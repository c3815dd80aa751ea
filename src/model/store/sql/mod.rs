pub mod users;
pub mod photos;
pub mod people;
pub mod faces;

use rusqlite::{params_from_iter, ParamsFromIter, ToSql};
use tokio_rusqlite::Connection;

use crate::tools::log::{log_info, LogServiceType};

use super::super::error::Result;


pub async fn migrate_database(connection: &Connection) -> Result<usize> {
    let version = connection.call(|conn| {
        let version: usize = conn.query_row(
            "SELECT user_version FROM pragma_user_version;",
            [],
            |row| row.get(0),
        )?;

        if version < 1 {
            let initial = String::from_utf8_lossy(include_bytes!("001 - INITIAL.sql"));
            conn.execute_batch(&initial)?;
            conn.pragma_update(None, "user_version", 1)?;
            log_info(LogServiceType::Database, "Updated database schema to version 1".to_string());
        }

        Ok(version)
    }).await?;

    Ok(version)
}


pub enum QueryWhereType<'a> {
    Like(&'a str, &'a dyn ToSql),
    Equal(&'a str, &'a dyn ToSql),
    After(&'a str, &'a dyn ToSql),
    Before(&'a str, &'a dyn ToSql),
    Custom(&'a str, &'a dyn ToSql),
    Static(String),
}

impl<'a> QueryWhereType<'a> {
    pub fn expand(&'a self) -> (String, Vec<&'a dyn ToSql>) {
        let mut values: Vec<&'a dyn ToSql> = vec![];
        let text = match self {
            QueryWhereType::Equal(name, value) => {
                values.push(*value);
                format!("{} = ?", name)
            },
            QueryWhereType::Like(name, value) => {
                values.push(*value);
                format!("{} like ?", name)
            },
            QueryWhereType::Custom(custom, value) => {
                values.push(*value);
                custom.to_string()
            },
            QueryWhereType::After(name, value) => {
                values.push(*value);
                format!("{} > ?", name)
            },
            QueryWhereType::Before(name, value) => {
                values.push(*value);
                format!("{} < ?", name)
            },
            QueryWhereType::Static(s) => s.to_string(),
        };
        (text, values)
    }
}

pub enum SqlOrder {
    ASC,
    DESC
}

pub struct OrderBuilder {
    column: String,
    order: SqlOrder
}

impl OrderBuilder {
    pub fn new(column: String, order: SqlOrder) -> Self {
        OrderBuilder { column, order }
    }
    pub fn format(&self) -> String {
        match self.order {
            SqlOrder::ASC => self.column.clone(),
            SqlOrder::DESC => format!("{} DESC", self.column),
        }
    }
}

pub struct QueryBuilder<'a> {
    wheres: Vec<QueryWhereType<'a>>,

    columns_update: Vec<String>,
    values_update: Vec<&'a dyn ToSql>,

    columns_orders: Vec<OrderBuilder>,
}

impl<'a> QueryBuilder<'a> {
    pub fn new() -> Self {
        Self {
            wheres: Vec::new(),
            columns_update: Vec::new(),
            values_update: Vec::new(),
            columns_orders: Vec::new()
        }
    }

    pub fn add_update<T: ToSql>(&mut self, optional: &'a Option<T>, column: &str) {
        if let Some(value) = optional {
            self.columns_update.push(format!("{} = ?", column));
            self.values_update.push(value);
        }
    }

    pub fn add_where(&mut self, kind: QueryWhereType<'a>) {
        self.wheres.push(kind);
    }

    pub fn has_updates(&self) -> bool {
        !self.columns_update.is_empty()
    }

    pub fn format_update(&self) -> String {
        self.columns_update.join(", ")
    }

    pub fn format(&self) -> String {
        if !self.wheres.is_empty() {
            let mut columns = vec![];
            for w in &self.wheres {
                let (t, _) = w.expand();
                columns.push(t);
            }
            format!(" WHERE {}", columns.join(" and "))
        } else {
            "".to_string()
        }
    }

    pub fn add_order(&mut self, order: OrderBuilder) {
        self.columns_orders.push(order);
    }

    pub fn format_order(&self) -> String {
        if !self.columns_orders.is_empty() {
            format!(" ORDER BY {}", self.columns_orders.iter().map(|o| o.format()).collect::<Vec<String>>().join(", "))
        } else {
            "".to_string()
        }
    }

    pub fn values(&'a self) -> ParamsFromIter<Vec<&'a dyn ToSql>> {
        let mut all_values: Vec<&'a dyn ToSql> = Vec::new();
        all_values.extend(self.values_update.iter().copied());
        for w in &self.wheres {
            let (_, mut v) = w.expand();
            all_values.append(&mut v);
        }
        params_from_iter(all_values)
    }
}
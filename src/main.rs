#![cfg_attr(debug_assertions, allow(dead_code, unused_imports))]

use std::sync::Arc;

use axum::{
    extract::DefaultBodyLimit, http::Method, middleware, Router
};

use hyper::header::{ACCEPT, AUTHORIZATION, CONTENT_TYPE};
use model::{store::SqliteStore, ModelController};
use routes::mw_auth;

use server::{get_config, get_server_folder_path_array, get_server_port};
use tokio::net::TcpListener;
use tools::{auth::get_or_init_keys, face_inference::OnnxFaceAnalyzer, log::{log_info, LogServiceType}};
use tower::ServiceBuilder;
use tower_http::cors::{Any, CorsLayer};

pub use self::error::{Error, Result, SvResult};

mod model;
mod routes;
mod error;
mod tools;
mod server;
mod domain;


#[tokio::main]
async fn main() -> Result<()> {
    log_info(LogServiceType::Register, "Starting snapvault server".to_string());
    log_info(LogServiceType::Register, "Initializing config".to_string());
    server::initialize_config().await;
    get_or_init_keys().await?;

    let store = SqliteStore::new().await?;
    let config = get_config().await;
    let models_dir = get_server_folder_path_array(vec!["models"]).await?;
    let analyzer = Arc::new(OnnxFaceAnalyzer::new(models_dir));
    let mc = ModelController::new(store, analyzer, config.recognition.clone()).await?;

    let app = app(mc);
    let local_port = get_server_port().await;
    let listener = TcpListener::bind(format!("127.0.0.1:{}", local_port)).await?;
    log_info(LogServiceType::Register, format!("->> LISTENING on {:?}\n", listener.local_addr()));

    axum::serve(listener, app).await?;

    Ok(())
}


fn app(mc: ModelController) -> Router {
    let cors: CorsLayer = CorsLayer::new()
        .allow_methods(vec![Method::GET, Method::PATCH, Method::DELETE, Method::HEAD, Method::OPTIONS, Method::POST])
        .allow_headers([AUTHORIZATION, ACCEPT, CONTENT_TYPE])
        .allow_origin(Any);

    Router::new()
        .nest("/ping", routes::ping::routes())
        .nest("/users", routes::users::routes(mc.clone()))
        .nest("/photos", routes::photos::routes(mc.clone()))
        .nest("/people", routes::people::routes(mc.clone()))
        .nest("/faces", routes::faces::routes(mc.clone()))
        .layer(middleware::from_fn_with_state(mc.clone(), mw_auth::mw_token_resolver))
        .layer(DefaultBodyLimit::disable())
        .layer(
            ServiceBuilder::new()
                .layer(cors)
        )
}


#[cfg(test)]
mod tests {
    use super::*;
    use axum::{
        body::Body,
        http::{self, Request, StatusCode},
    };
    use http_body_util::BodyExt;
    // for `collect`
    use serde_json::{json, Value};
    use tower::ServiceExt; // for `call`, `oneshot`, and `ready`

    #[tokio::test]
    async fn json() {
        let mc = ModelController::new_for_tests().await.unwrap();
        let app = app(mc);

        let response = app
            .oneshot(
                Request::builder()
                    .method(http::Method::GET)
                    .uri("/ping")
                    .header(http::header::CONTENT_TYPE, mime::APPLICATION_JSON.as_ref())
                    .body(Body::empty())
                    .unwrap(),
            )
            .await
            .unwrap();

        assert_eq!(response.status(), StatusCode::OK);
        let body = response.into_body().collect().await.unwrap().to_bytes();
        let body: Value = serde_json::from_slice(&body).unwrap();
        assert_eq!(body, json!({ "result": {"success": true} }));
    }

    #[tokio::test]
    async fn not_found() {
        let mc = ModelController::new_for_tests().await.unwrap();
        let app = app(mc);

        let response = app
            .oneshot(
                Request::builder()
                    .uri("/does-not-exist")
                    .body(Body::empty())
                    .unwrap(),
            )
            .await
            .unwrap();

        assert_eq!(response.status(), StatusCode::NOT_FOUND);
        let body = response.into_body().collect().await.unwrap().to_bytes();
        assert!(body.is_empty());
    }

    #[tokio::test]
    async fn anonymous_cannot_list_photos() {
        let mc = ModelController::new_for_tests().await.unwrap();
        let app = app(mc);

        let response = app
            .oneshot(
                Request::builder()
                    .uri("/photos")
                    .body(Body::empty())
                    .unwrap(),
            )
            .await
            .unwrap();

        assert_eq!(response.status(), StatusCode::FORBIDDEN);
    }
}
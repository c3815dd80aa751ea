use rusqlite::{params, types::FromSqlError, OptionalExtension, Row};
use serde_json::Value;

use crate::domain::face::{FaceBBox, FaceRecord};
use crate::model::people::PersonForInsert;
use crate::model::store::SqliteStore;
use crate::tools::recognition::PersonEmbedding;

use super::super::super::error::Result;


impl SqliteStore {

    fn row_to_face(row: &Row) -> rusqlite::Result<FaceRecord> {
        let landmarks: Option<Value> = row.get(7)?;
        let embedding: Value = row.get(9)?;
        Ok(FaceRecord {
            id: row.get(0)?,
            photo: row.get(1)?,
            person: row.get(2)?,
            bbox: FaceBBox {
                x: row.get(3)?,
                y: row.get(4)?,
                width: row.get(5)?,
                height: row.get(6)?,
            },
            landmarks: landmarks
                .map(|l| serde_json::from_value(l).map_err(|_| FromSqlError::InvalidType))
                .transpose()?
                .unwrap_or_default(),
            confidence: row.get(8)?,
            embedding: serde_json::from_value(embedding).map_err(|_| FromSqlError::InvalidType)?,
            model_version: row.get(10)?,
            added: row.get(11)?,
        })
    }

    const FACE_COLUMNS: &'static str = "id, photo_ref, person_ref, x, y, width, height, landmarks, confidence, embedding, model_version, added";

    pub async fn get_face(&self, face_id: &str) -> Result<Option<FaceRecord>> {
        let face_id = face_id.to_string();
        let face = self.connection.call(move |conn| {
            let mut query = conn.prepare(&format!("SELECT {} FROM faces WHERE id = ?", Self::FACE_COLUMNS))?;
            let row = query.query_row([face_id], Self::row_to_face).optional()?;
            Ok(row)
        }).await?;
        Ok(face)
    }

    pub async fn get_faces_for_photo(&self, photo_id: &str) -> Result<Vec<FaceRecord>> {
        let photo_id = photo_id.to_string();
        let faces = self.connection.call(move |conn| {
            let mut query = conn.prepare(&format!("SELECT {} FROM faces WHERE photo_ref = ? ORDER BY added", Self::FACE_COLUMNS))?;
            let rows = query.query_map([photo_id], Self::row_to_face)?;
            let faces: Vec<FaceRecord> = rows.collect::<std::result::Result<Vec<FaceRecord>, rusqlite::Error>>()?;
            Ok(faces)
        }).await?;
        Ok(faces)
    }

    pub async fn get_faces_for_person(&self, person_id: &str) -> Result<Vec<FaceRecord>> {
        let person_id = person_id.to_string();
        let faces = self.connection.call(move |conn| {
            let mut query = conn.prepare(&format!("SELECT {} FROM faces WHERE person_ref = ? ORDER BY added", Self::FACE_COLUMNS))?;
            let rows = query.query_map([person_id], Self::row_to_face)?;
            let faces: Vec<FaceRecord> = rows.collect::<std::result::Result<Vec<FaceRecord>, rusqlite::Error>>()?;
            Ok(faces)
        }).await?;
        Ok(faces)
    }

    /// All `{person, embedding}` pairs for one user, in stable store order.
    /// This is the embedding cache's populate query; matching never reads
    /// faces any other way.
    pub async fn get_person_embeddings(&self, user_id: &str) -> Result<Vec<PersonEmbedding>> {
        let user_id = user_id.to_string();
        let embeddings = self.connection.call(move |conn| {
            let mut query = conn.prepare(
                "SELECT p.id, p.user_ref, p.name, p.auto_created, p.added, p.modified, f.embedding
                 FROM people p JOIN faces f ON f.person_ref = p.id
                 WHERE p.user_ref = ? ORDER BY p.added, f.added")?;
            let rows = query.query_map([user_id], |row| {
                let person = Self::row_to_person(row)?;
                let embedding: Value = row.get(6)?;
                let embedding: Vec<f32> = serde_json::from_value(embedding).map_err(|_| FromSqlError::InvalidType)?;
                Ok(PersonEmbedding { person, embedding })
            })?;
            let embeddings: Vec<PersonEmbedding> = rows.collect::<std::result::Result<Vec<PersonEmbedding>, rusqlite::Error>>()?;
            Ok(embeddings)
        }).await?;
        Ok(embeddings)
    }

    /// Insert all face records of one photo as a single transaction: either
    /// every record commits or none do. A retried pipeline run can therefore
    /// never observe a partially stored photo.
    pub async fn add_faces(&self, faces: Vec<FaceRecord>) -> Result<()> {
        self.add_faces_with_people(vec![], faces).await
    }

    /// One commit unit per processed photo: the auto-created people of a run
    /// and all of its face records land together, or not at all. A failed
    /// commit therefore leaves no orphaned "Unknown Person" rows behind for
    /// the retry to duplicate.
    pub async fn add_faces_with_people(&self, people: Vec<PersonForInsert>, faces: Vec<FaceRecord>) -> Result<()> {
        self.connection.call(move |conn| {
            let tx = conn.transaction()?;
            for person in &people {
                tx.execute("INSERT INTO people (id, user_ref, name, auto_created)
                VALUES (?, ?, ?, ?)", params![
                    person.id,
                    person.user,
                    person.name,
                    person.auto_created,
                ])?;
            }
            for face in &faces {
                let landmarks = serde_json::to_string(&face.landmarks).map_err(|_| rusqlite::Error::from(FromSqlError::InvalidType))?;
                let embedding = serde_json::to_string(&face.embedding).map_err(|_| rusqlite::Error::from(FromSqlError::InvalidType))?;
                tx.execute("INSERT INTO faces (id, photo_ref, person_ref, x, y, width, height, landmarks, confidence, embedding, model_version)
                VALUES (?, ?, ?, ?, ?, ?, ?, ?, ?, ?, ?)", params![
                    face.id,
                    face.photo,
                    face.person,
                    face.bbox.x,
                    face.bbox.y,
                    face.bbox.width,
                    face.bbox.height,
                    landmarks,
                    face.confidence,
                    embedding,
                    face.model_version,
                ])?;
            }
            tx.commit()?;
            Ok(())
        }).await?;
        Ok(())
    }

    pub async fn remove_face(&self, face_id: String) -> Result<()> {
        self.connection.call(move |conn| {
            conn.execute("DELETE FROM faces WHERE id = ?", [&face_id])?;
            Ok(())
        }).await?;
        Ok(())
    }

    /// Reassign every face of `from_person` to `to_person` (person merge).
    pub async fn move_faces(&self, from_person: &str, to_person: &str) -> Result<usize> {
        let from_person = from_person.to_string();
        let to_person = to_person.to_string();
        let moved = self.connection.call(move |conn| {
            let moved = conn.execute("UPDATE faces SET person_ref = ? WHERE person_ref = ?", [&to_person, &from_person])?;
            Ok(moved)
        }).await?;
        Ok(moved)
    }

    pub async fn count_faces(&self, user_id: &str) -> Result<u64> {
        let user_id = user_id.to_string();
        let count = self.connection.call(move |conn| {
            let count: u64 = conn.query_row(
                "SELECT COUNT(*) FROM faces f JOIN photos p ON f.photo_ref = p.id WHERE p.user_ref = ?",
                [user_id], |row| row.get(0))?;
            Ok(count)
        }).await?;
        Ok(count)
    }
}
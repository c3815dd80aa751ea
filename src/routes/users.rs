use axum::{extract::{Path, State}, routing::{get, post}, Json, Router};
use serde::{Deserialize, Serialize};
use serde_json::{json, Value};

use crate::model::{users::{ConnectedUser, ServerUserForAdd}, ModelController};
use crate::Result;


pub fn routes(mc: ModelController) -> Router {
	Router::new()
		.route("/", get(handler_list))
		.route("/", post(handler_register))
		.route("/login", post(handler_login))
		.route("/me", get(handler_me))
		.route("/:id", get(handler_get))
		.with_state(mc)
}

async fn handler_list(State(mc): State<ModelController>, user: ConnectedUser) -> Result<Json<Value>> {
	let users = mc.get_users(&user).await?;
	let body = Json(json!(users));
	Ok(body)
}

async fn handler_get(Path(user_id): Path<String>, State(mc): State<ModelController>, user: ConnectedUser) -> Result<Json<Value>> {
	let requested = mc.get_user(&user_id, &user).await?;
	let body = Json(json!(requested));
	Ok(body)
}

async fn handler_me(user: ConnectedUser) -> Result<Json<Value>> {
	let user = user.check_registered()?;
	Ok(Json(json!(user)))
}

async fn handler_register(State(mc): State<ModelController>, user: ConnectedUser, Json(new_user): Json<ServerUserForAdd>) -> Result<Json<Value>> {
	let created = mc.add_user(new_user, &user).await?;
	Ok(Json(json!(created)))
}

#[derive(Debug, Serialize, Deserialize, Clone)]
pub struct LoginRequest {
	pub name: String,
	pub password: String,
}

async fn handler_login(State(mc): State<ModelController>, Json(login): Json<LoginRequest>) -> Result<Json<Value>> {
	let (user, token) = mc.login(&login.name, &login.password).await?;
	Ok(Json(json!({ "user": user, "token": token })))
}
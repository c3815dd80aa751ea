use serde::{Deserialize, Serialize};

#[derive(Debug, Serialize, Deserialize, Clone)]
#[serde(rename_all = "camelCase")]
pub struct Photo {
    pub id: String,
    pub user: String,
    pub name: String,
    pub source_hash: Option<String>,
    pub mimetype: Option<String>,
    pub size: Option<u64>,
    pub added: Option<i64>,
}
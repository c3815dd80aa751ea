use std::sync::Arc;

use axum::{http::StatusCode, response::{IntoResponse, Response}, Json};
use serde::Serialize;
use derive_more::From;
use serde_json::json;
use serde_with::{serde_as, DisplayFromStr};
use nanoid::nanoid;

use crate::tools::log::{log_error, LogServiceType};

pub type Result<T> = core::result::Result<T, Error>;
pub type SvResult<T> = Result<T>;

#[serde_as]
#[derive(Debug, Serialize, From, strum_macros::AsRefStr)]
#[serde(tag = "type", content = "data")]
pub enum Error {
	Error { message: String },
	LoginFail,
	NotFound,
	Forbidden,

	// -- Recognition errors.

	NoModelFound,
	FaceAnalysisTimeout(String),

	// -- Auth errors.

	AuthFail,
	AuthFailTokenWrongFormat,
	AuthFailInvalidToken,
	AuthFailExpiredToken,
	AuthFailNotForThisServer,

	// -- Server errors.
	ServerMalformatedConfigFile,
	ServerUnableToAccessServerLocalFolder,

	// -- Externals

	#[from]
	Model(#[serde_as(as = "DisplayFromStr")] crate::model::error::Error),

	#[from]
	Io(#[serde_as(as = "DisplayFromStr")] std::io::Error),

	#[from]
	Serde(#[serde_as(as = "DisplayFromStr")] serde_json::Error),

	#[from]
	ORT(#[serde_as(as = "DisplayFromStr")] ort::Error),

	#[from]
	Shape(#[serde_as(as = "DisplayFromStr")] ndarray::ShapeError),

	#[from]
	Image(#[serde_as(as = "DisplayFromStr")] image::ImageError),
}

// region:    --- Error Boilerplate
impl core::fmt::Display for Error {
	fn fmt(
		&self,
		fmt: &mut core::fmt::Formatter,
	) -> core::result::Result<(), core::fmt::Error> {
		write!(fmt, "{self:?}")
	}
}

impl std::error::Error for Error {}
// endregion: --- Error Boilerplate

impl IntoResponse for Error {
	fn into_response(self) -> Response {
		let nanoid = nanoid!();
		log_error(LogServiceType::Other, format!("{:?}", self));
		let (status_code, client_error) = self.client_status_and_error();

		// -- If client error, build the new response.
		let error_json = json!({
						"error": {
							"type": client_error.as_ref(),
							"req_uuid": nanoid.to_string(),
						}
					});

		let mut error_response = (status_code, Json(error_json)).into_response();

		// Insert the Error into the response.
		error_response.extensions_mut().insert(Arc::new(self));

		error_response
	}
}

impl Error {
	pub fn client_status_and_error(&self) -> (StatusCode, ClientError) {
		#[allow(unreachable_patterns)]
		match self {
			Self::NotFound => (StatusCode::NOT_FOUND, ClientError::NOT_FOUND),

			Self::LoginFail => (StatusCode::FORBIDDEN, ClientError::LOGIN_FAIL),
			Self::Model(err) => err.client_status_and_error(),
			// -- Auth.
			Self::Forbidden => (StatusCode::FORBIDDEN, ClientError::FORBIDDEN),
			Self::AuthFail
			| Self::AuthFailTokenWrongFormat
			| Self::AuthFailInvalidToken
			| Self::AuthFailNotForThisServer => {
				(StatusCode::UNAUTHORIZED, ClientError::NO_AUTH)
			},
			Self::AuthFailExpiredToken => {
				(StatusCode::UNAUTHORIZED, ClientError::TOKEN_EXPIRED)
			}

			// -- Recognition.
			Self::NoModelFound => (StatusCode::SERVICE_UNAVAILABLE, ClientError::SERVICE_ERROR),
			Self::FaceAnalysisTimeout(_) => (StatusCode::INTERNAL_SERVER_ERROR, ClientError::SERVICE_ERROR),

			// -- Fallback.
			_ => (
				StatusCode::INTERNAL_SERVER_ERROR,
				ClientError::SERVICE_ERROR,
			),
		}
	}
}


#[derive(Debug, strum_macros::AsRefStr)]
#[allow(non_camel_case_types)]
pub enum ClientError {
	LOGIN_FAIL,
	NO_AUTH,
	TOKEN_EXPIRED,
	FORBIDDEN,
	NOT_FOUND,
	INVALID_PARAMS,
	SERVICE_ERROR,
	Custom(String),
}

*ABOUT THIS EXERCISE*: Reproduce each line from the listing above that includes the word "Before".

*SOLUTION TO THE EXERCISE*:
    Before(&'a str, &'a dyn ToSql),
            QueryWhereType::Before(name, value) => {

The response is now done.